Some of the most vulnerable on our roads remain motorcyclists with ten people already losing their lives – five higher than the five-year average. There have been three pedestrian fatalities during this time, which is also higher than the five-year average.

With a spike in the road toll, the Transport Accident Commission (TAC)  has launched two confronting campaigns to help protect our most vulnerable road users.

A new hard-hitting campaign highlights the shocking injuries that motorcycle riders could avoid by wearing their safety gear on every ride. It urges Victorian riders to wear protective clothing each time they get on their bike, no matter the distance or speeds travelled, the weather or the destination.
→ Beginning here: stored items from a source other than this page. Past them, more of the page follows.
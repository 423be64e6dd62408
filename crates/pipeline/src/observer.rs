use std::fmt;
use std::time::Duration;

use fastvlm_core::{ErrorKind, StopReason};

/// Executor lifecycle events for logging, profiling and tests.
#[derive(Debug, Clone)]
pub enum ExecutorEvent {
    ModelLoadStarted {
        model_dir: String,
    },

    ModelLoadFinished {
        model_dir: String,
        hidden_size: usize,
        image_size: (usize, usize),
        model_bytes: u64,
        duration: Duration,
    },

    ModelLoadFailed {
        model_dir: String,
        error: String,
    },

    GenerationStarted {
        max_new_tokens: usize,
        has_image: bool,
    },

    GenerationFinished {
        prompt_tokens: usize,
        response_tokens: usize,
        stop_reason: StopReason,
        duration: Duration,
    },

    GenerationFailed {
        error_kind: ErrorKind,
        error: String,
        duration: Duration,
    },
}

fn format_duration_s(duration: &Duration) -> String {
    format!("{:.3}s", duration.as_secs_f64())
}

impl serde::Serialize for ExecutorEvent {
    fn serialize<S>(&self, serializer: S) -> Result<S::Ok, S::Error>
    where
        S: serde::Serializer,
    {
        use ExecutorEvent::*;

        match self {
            ModelLoadStarted { model_dir } => {
                #[derive(serde::Serialize)]
                struct Event<'a> {
                    kind: &'static str,
                    model_dir: &'a str,
                }

                Event {
                    kind: "model_load_started",
                    model_dir,
                }
                .serialize(serializer)
            }
            ModelLoadFinished {
                model_dir,
                hidden_size,
                image_size,
                model_bytes,
                duration,
            } => {
                #[derive(serde::Serialize)]
                struct Event<'a> {
                    kind: &'static str,
                    model_dir: &'a str,
                    hidden_size: usize,
                    image_height: usize,
                    image_width: usize,
                    model_bytes: u64,
                    duration_s: String,
                }

                Event {
                    kind: "model_load_finished",
                    model_dir,
                    hidden_size: *hidden_size,
                    image_height: image_size.0,
                    image_width: image_size.1,
                    model_bytes: *model_bytes,
                    duration_s: format_duration_s(duration),
                }
                .serialize(serializer)
            }
            ModelLoadFailed { model_dir, error } => {
                #[derive(serde::Serialize)]
                struct Event<'a> {
                    kind: &'static str,
                    model_dir: &'a str,
                    error: &'a str,
                }

                Event {
                    kind: "model_load_failed",
                    model_dir,
                    error,
                }
                .serialize(serializer)
            }
            GenerationStarted {
                max_new_tokens,
                has_image,
            } => {
                #[derive(serde::Serialize)]
                struct Event {
                    kind: &'static str,
                    max_new_tokens: usize,
                    has_image: bool,
                }

                Event {
                    kind: "generation_started",
                    max_new_tokens: *max_new_tokens,
                    has_image: *has_image,
                }
                .serialize(serializer)
            }
            GenerationFinished {
                prompt_tokens,
                response_tokens,
                stop_reason,
                duration,
            } => {
                #[derive(serde::Serialize)]
                struct Event<'a> {
                    kind: &'static str,
                    prompt_tokens: usize,
                    response_tokens: usize,
                    stop_reason: &'a StopReason,
                    duration_s: String,
                }

                Event {
                    kind: "generation_finished",
                    prompt_tokens: *prompt_tokens,
                    response_tokens: *response_tokens,
                    stop_reason,
                    duration_s: format_duration_s(duration),
                }
                .serialize(serializer)
            }
            GenerationFailed {
                error_kind,
                error,
                duration,
            } => {
                #[derive(serde::Serialize)]
                struct Event<'a> {
                    kind: &'static str,
                    error_kind: ErrorKind,
                    error: &'a str,
                    duration_s: String,
                }

                Event {
                    kind: "generation_failed",
                    error_kind: *error_kind,
                    error,
                    duration_s: format_duration_s(duration),
                }
                .serialize(serializer)
            }
        }
    }
}

impl fmt::Display for ExecutorEvent {
    fn fmt(&self, f: &mut fmt::Formatter<'_>) -> fmt::Result {
        use ExecutorEvent::*;

        match self {
            ModelLoadStarted { model_dir } => write!(f, "ModelLoadStarted {model_dir}"),
            ModelLoadFinished {
                model_dir,
                hidden_size,
                image_size,
                model_bytes,
                duration,
            } => write!(
                f,
                "ModelLoadFinished {model_dir} hidden_size={hidden_size} image={}x{} bytes={model_bytes} in {}",
                image_size.1,
                image_size.0,
                format_duration_s(duration)
            ),
            ModelLoadFailed { model_dir, error } => {
                write!(f, "ModelLoadFailed {model_dir}: {error}")
            }
            GenerationStarted {
                max_new_tokens,
                has_image,
            } => write!(
                f,
                "GenerationStarted max_new_tokens={max_new_tokens} image={has_image}"
            ),
            GenerationFinished {
                prompt_tokens,
                response_tokens,
                stop_reason,
                duration,
            } => write!(
                f,
                "GenerationFinished prompt_tokens={prompt_tokens} response_tokens={response_tokens} stop={stop_reason:?} in {}",
                format_duration_s(duration)
            ),
            GenerationFailed {
                error_kind,
                error,
                duration,
            } => write!(
                f,
                "GenerationFailed {error_kind:?}: {error} after {}",
                format_duration_s(duration)
            ),
        }
    }
}

/// Receives executor events. Every method defaults to doing nothing.
pub trait ExecutorObserver: Send + Sync {
    fn on_event(&self, _event: &ExecutorEvent) {}
}

#[derive(Debug, Default)]
pub struct NoopObserver;

impl ExecutorObserver for NoopObserver {}
use std::{
    fmt,
    path::{Path, PathBuf},
    sync::Arc,
    time::Instant,
};

use fastvlm_core::{
    DecodeHooks, DecodeOutcome, DecodeParameters, DecodeParametersPatch, Generator,
    InferenceBackend, ModelComponent, ModelConfig, ModelConfigPatch, ModelMetadata,
    StreamCallback, Tokenizer, VisionInput, VlmError, VlmResult,
};
use fastvlm_ort::SessionIo;
use serde::Serialize;
use tracing::{error, info, warn};

use crate::{
    api::{InferenceRequest, InferenceResult},
    error::LoadError,
    loader::ModelLoader,
    model::{ONNX_DIR, SelectedModels, discover_model_files},
    observer::{ExecutorEvent, ExecutorObserver, NoopObserver},
    worker::ImageWorker,
};

const NOT_READY: &str = "Model not ready";

/// Load state of a [`FastVlmExecutor`].
///
/// `Error` persists until the next load attempt.
#[derive(Debug, Clone, Copy, PartialEq, Eq, Default, Serialize)]
#[serde(rename_all = "snake_case")]
pub enum LoadState {
    #[default]
    Uninitialized,
    LoadingModels,
    Ready,
    Error,
}

impl fmt::Display for LoadState {
    fn fmt(&self, f: &mut fmt::Formatter<'_>) -> fmt::Result {
        f.write_str(match self {
            Self::Uninitialized => "uninitialized",
            Self::LoadingModels => "loading_models",
            Self::Ready => "ready",
            Self::Error => "error",
        })
    }
}

struct LoadedModel {
    model_dir: PathBuf,
    backend: Box<dyn InferenceBackend>,
    tokenizer: Tokenizer,
    config: ModelConfig,
    vision: VisionInput,
    selected: SelectedModels,
}

/// Owns one loaded FastVLM model and serves requests against it.
///
/// Loading walks `Uninitialized -> LoadingModels -> Ready | Error`. A failed
/// inference leaves a `Ready` executor ready.
pub struct FastVlmExecutor {
    loader: Box<dyn ModelLoader>,
    worker: ImageWorker,
    params: DecodeParameters,
    observer: Arc<dyn ExecutorObserver>,
    state: LoadState,
    last_error: Option<String>,
    model: Option<LoadedModel>,
}

impl FastVlmExecutor {
    pub fn new(loader: Box<dyn ModelLoader>, worker: ImageWorker) -> Self {
        Self {
            loader,
            worker,
            params: DecodeParameters::default(),
            observer: Arc::new(NoopObserver),
            state: LoadState::Uninitialized,
            last_error: None,
            model: None,
        }
    }

    /// Decode defaults; a request's `max_tokens` still overrides
    /// `max_new_tokens`.
    pub fn with_params(mut self, params: DecodeParameters) -> Self {
        self.params = params;
        self
    }

    pub fn with_observer(mut self, observer: Arc<dyn ExecutorObserver>) -> Self {
        self.observer = observer;
        self
    }

    pub fn state(&self) -> LoadState {
        self.state
    }

    pub fn last_error(&self) -> Option<&str> {
        self.last_error.as_deref()
    }

    pub fn is_ready(&self) -> bool {
        self.state == LoadState::Ready
    }

    pub fn params(&self) -> &DecodeParameters {
        &self.params
    }

    pub fn model_dir(&self) -> Option<&Path> {
        self.model.as_ref().map(|model| model.model_dir.as_path())
    }

    pub fn selected_models(&self) -> Option<&SelectedModels> {
        self.model.as_ref().map(|model| &model.selected)
    }

    pub fn model_config(&self) -> Option<&ModelConfig> {
        self.model.as_ref().map(|model| &model.config)
    }

    pub fn vision_input(&self) -> Option<VisionInput> {
        self.model.as_ref().map(|model| model.vision)
    }

    pub fn tokenizer(&self) -> Option<&Tokenizer> {
        self.model.as_ref().map(|model| &model.tokenizer)
    }

    /// Loads the model in `model_dir` and reports success to `callback`.
    ///
    /// On failure the reason is kept in [`last_error`](Self::last_error).
    pub fn load_model(&mut self, model_dir: &Path, callback: impl FnOnce(bool)) {
        let loaded = self.load(model_dir).is_ok();
        callback(loaded);
    }

    pub fn load(&mut self, model_dir: &Path) -> Result<(), LoadError> {
        let started = Instant::now();
        let dir_label = model_dir.display().to_string();
        info!(model_dir = %dir_label, state = %self.state, "loading FastVLM model");
        self.observer.on_event(&ExecutorEvent::ModelLoadStarted {
            model_dir: dir_label.clone(),
        });

        self.model = None;
        self.last_error = None;
        match self.load_uncached(model_dir) {
            Ok(model) => {
                self.observer.on_event(&ExecutorEvent::ModelLoadFinished {
                    model_dir: dir_label,
                    hidden_size: model.config.hidden_size,
                    image_size: (model.vision.size.height, model.vision.size.width),
                    model_bytes: model.selected.total_bytes(),
                    duration: started.elapsed(),
                });
                info!(
                    elapsed_ms = started.elapsed().as_millis() as u64,
                    "all FastVLM sessions loaded"
                );
                self.model = Some(model);
                self.state = LoadState::Ready;
                Ok(())
            }
            Err(err) => {
                error!(model_dir = %dir_label, error = %format!("{err:#}"), "model load failed");
                self.state = LoadState::Error;
                self.last_error = Some(err.to_string());
                self.observer.on_event(&ExecutorEvent::ModelLoadFailed {
                    model_dir: dir_label,
                    error: err.to_string(),
                });
                Err(err)
            }
        }
    }

    fn load_uncached(&mut self, model_dir: &Path) -> Result<LoadedModel, LoadError> {
        if !model_dir.is_dir() {
            return Err(LoadError::ModelDirNotFound(model_dir.to_path_buf()));
        }
        self.loader.initialize()?;
        self.state = LoadState::LoadingModels;

        let selected = discover_model_files(&model_dir.join(ONNX_DIR))?;
        let backend = self.loader.create_backend(&selected)?;
        let metadata = extract_metadata(backend.as_ref());

        let mut config = ModelConfig::default();
        metadata.apply_to(&mut config);
        config += &ModelConfigPatch::load(model_dir);
        config.validate().map_err(LoadError::ModelConfig)?;
        let vision = metadata.vision_input(model_dir);
        info!(?config, ?vision, "model hyperparameters resolved");

        let tokenizer = Tokenizer::load(model_dir).map_err(LoadError::Tokenizer)?;

        Ok(LoadedModel {
            model_dir: model_dir.to_path_buf(),
            backend,
            tokenizer,
            config,
            vision,
            selected,
        })
    }

    fn ready_model(&self) -> VlmResult<&LoadedModel> {
        match (self.state, &self.model) {
            (LoadState::Ready, Some(model)) => Ok(model),
            (LoadState::Error, _) => Err(VlmError::NotReady(
                self.last_error
                    .clone()
                    .unwrap_or_else(|| NOT_READY.to_string()),
            )),
            _ => Err(VlmError::NotReady(NOT_READY.to_string())),
        }
    }

    /// Declared inputs and outputs of every loaded session.
    pub fn describe_sessions(&self) -> VlmResult<Vec<(ModelComponent, SessionIo)>> {
        let model = self.ready_model()?;
        ModelComponent::ALL
            .into_iter()
            .map(|component| -> VlmResult<_> {
                Ok((component, model.backend.describe(component)?))
            })
            .collect()
    }

    /// Runs `request` and hands the result to `callback`.
    ///
    /// A request made before the model is ready fails without touching any
    /// session.
    pub fn run_inference(&self, request: &InferenceRequest, callback: impl FnOnce(InferenceResult)) {
        callback(InferenceResult::from(self.infer(request, None)));
    }

    /// Runs `request`, reporting each accepted token to `stream`.
    pub fn infer(
        &self,
        request: &InferenceRequest,
        stream: StreamCallback<'_>,
    ) -> VlmResult<DecodeOutcome> {
        let model = match self.ready_model() {
            Ok(model) => model,
            Err(err) => {
                error!(state = %self.state, error = %err, "inference requested before model is ready");
                return Err(err);
            }
        };
        info!(prompt = %request.prompt, max_tokens = request.max_tokens, "running inference");

        let params = self.params.clone()
            + &DecodeParametersPatch {
                max_new_tokens: Some(request.max_tokens),
                ..DecodeParametersPatch::default()
            };
        let generator = Generator::new(
            model.backend.as_ref(),
            &model.tokenizer,
            &model.config,
            &params,
        );

        let started = Instant::now();
        self.observer.on_event(&ExecutorEvent::GenerationStarted {
            max_new_tokens: request.max_tokens,
            has_image: !request.image_bytes.is_empty(),
        });
        let result = self.generate(&generator, model.vision, request, stream);
        let duration = started.elapsed();
        match &result {
            Ok(outcome) => self.observer.on_event(&ExecutorEvent::GenerationFinished {
                prompt_tokens: outcome.prompt_tokens,
                response_tokens: outcome.response_tokens,
                stop_reason: outcome.stop_reason,
                duration,
            }),
            Err(err) => {
                warn!(kind = ?err.kind(), error = %err, "inference failed");
                self.observer.on_event(&ExecutorEvent::GenerationFailed {
                    error_kind: err.kind(),
                    error: err.to_string(),
                    duration,
                });
            }
        }
        result
    }

    fn generate(
        &self,
        generator: &Generator<'_>,
        vision: VisionInput,
        request: &InferenceRequest,
        stream: StreamCallback<'_>,
    ) -> VlmResult<DecodeOutcome> {
        // Without image bytes the features stay empty and the splice rejects
        // the request before any decoder call.
        let vision_features = if request.image_bytes.is_empty() {
            warn!("no image supplied");
            Vec::new()
        } else {
            let pixels = self.worker.preprocess(request.image_bytes.clone(), vision)?;
            generator.encode_image(pixels, vision)?
        };
        let hooks = DecodeHooks {
            cancel: request.cancel.as_ref(),
            stream,
        };
        generator.generate(&request.prompt, &vision_features, hooks)
    }
}

/// Reads static shapes from the vision encoder and the token embedder.
///
/// Sessions that cannot be described are skipped with a warning.
fn extract_metadata(backend: &dyn InferenceBackend) -> ModelMetadata {
    let mut metadata = ModelMetadata::default();
    for component in ModelComponent::ALL {
        let io = match backend.describe(component) {
            Ok(io) => io,
            Err(err) => {
                warn!(model = %component, error = %err, "metadata extraction failed");
                continue;
            }
        };
        info!(
            model = %component,
            inputs = io.inputs.len(),
            outputs = io.outputs.len(),
            "extracted model metadata"
        );
        match component {
            ModelComponent::VisionEncoder => metadata.observe_vision_encoder(&io),
            ModelComponent::EmbedTokens => metadata.observe_embed_tokens(&io),
            ModelComponent::DecoderModelMerged => {}
        }
    }
    metadata
}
TAC research shows contusions, abrasions and lacerations are the second-most common type of injury sustained from on-road motorcycle crashes in Victoria, behind fractured limbs. Over the last five years, on average there have been around 2,500 motorcyclist claims per year, equating to around $115 million annually in compensation and medical bills.

To further protect pedestrians near or on roads, TAC has partnered with KidSafe on a new driveway safety community awareness campaign, highlighting the dangers that driveways pose for children. The ad encourages parents, carers and the community to take extra care to avoid run-over tragedies.

In the past 18 months in Victoria, at least two children have been killed in low-speed run-over incidents. Every year in Australia, on average seven children aged under 14 are killed and 60 are seriously injured due to driveway run-overs. Children under five years of age are at greatest risk.

The campaigns are part of Victoria’s Road Safety Strategy 2021-2030 and Action Plan, working across policy, education, technology, enforcement, vehicle safety and infrastructure to improve safety for those who are more vulnerable on our roads.

The strategy sets ambitious targets to halve road deaths and significantly reduce serious injuries by 2030 and sets the state on a path to zero road deaths by 2050.